Anderson, J. P. (1980), Computer Security threat monitoring and surveillance. Technical Report. James P. Anderson Co., Fort Washington, PA, April 1980.
Denning, Dorothy (1986), An Intrusion-Detection Model, IEEE Computer Society Symposium on Research in Security and Privacy, pp 118-31.
ISP (1997), Information Security Policy, University of New South Wales, 1997. P. W. C. (2002), Information Security Breaches Survey 2002, Technical Report, Price Waterhouse Coopers, 2002
Neumann, P., Parker, D. (1989), A Summary of Computer Misuse Techniques,
Proceedings of the 12th National Computer Security Conference, Baltimore, Maryland, 10-13 October, 1989.

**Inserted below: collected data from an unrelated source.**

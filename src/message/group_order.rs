use crate::coding::{Decode, DecodeError, Encode, EncodeError};

/// The group delivery order for a subscription, a single byte on the wire.
///
/// A subscriber may request [GroupOrder::Default] to accept the publisher's
/// preference; the publisher must resolve it to a concrete order in SUBSCRIBE_OK.
#[derive(Clone, Copy, Debug, Default, PartialEq, Eq)]
pub enum GroupOrder {
	#[default]
	Default = 0x0,
	OldestFirst = 0x1,
	NewestFirst = 0x2,
}

impl GroupOrder {
	/// The concrete order for a subscription, preferring the subscriber's request.
	pub fn resolve(self, publisher: GroupOrder) -> GroupOrder {
		match self {
			Self::Default => publisher,
			_ => self,
		}
	}
}

impl TryFrom<u8> for GroupOrder {
	type Error = DecodeError;

	fn try_from(v: u8) -> Result<Self, Self::Error> {
		match v {
			0x0 => Ok(Self::Default),
			0x1 => Ok(Self::OldestFirst),
			0x2 => Ok(Self::NewestFirst),
			_ => Err(DecodeError::InvalidGroupOrder(v)),
		}
	}
}

impl Decode for GroupOrder {
	fn decode<R: bytes::Buf>(r: &mut R) -> Result<Self, DecodeError> {
		u8::decode(r)?.try_into()
	}
}

impl Encode for GroupOrder {
	fn encode<W: bytes::BufMut>(&self, w: &mut W) -> Result<(), EncodeError> {
		(*self as u8).encode(w)
	}
}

Schaen, S., I.,McKenney, B.W. (1991), Network Auditing: Issues and Recommendations.
IEEE: 66-79.
Schneier B. and Kelsey J., Secure Audit Logs to Support Computer Forensics, ACM Transactions on Information and System Security, v. 2, n. 2, May 1999, pp. 159-176. Sommer, P. (1992), Computer Forensics: an Introduction, Compsec '92, Elsevier, 1992. Sommer, P. (1997), Downloads, Logs and Captures: Evidence from Cyberspace, Journal of Financial Crime, October, 1997, 5JFC2 138-152;
Vaccaro, H.S., Liepins, G. E. (1989), “Detection of anomalous computer session activity”, In 1989 IEEE Symposium on Security and Privacy, pages 280--289, Oakland, CA, USA, May 1989. IEEE Piscataway NJ USA.
Wee, C. (1996), Policy Directed Auditing and Logging, PhD Thesis, UC Davis, Dept. of Comp. Science, 1996.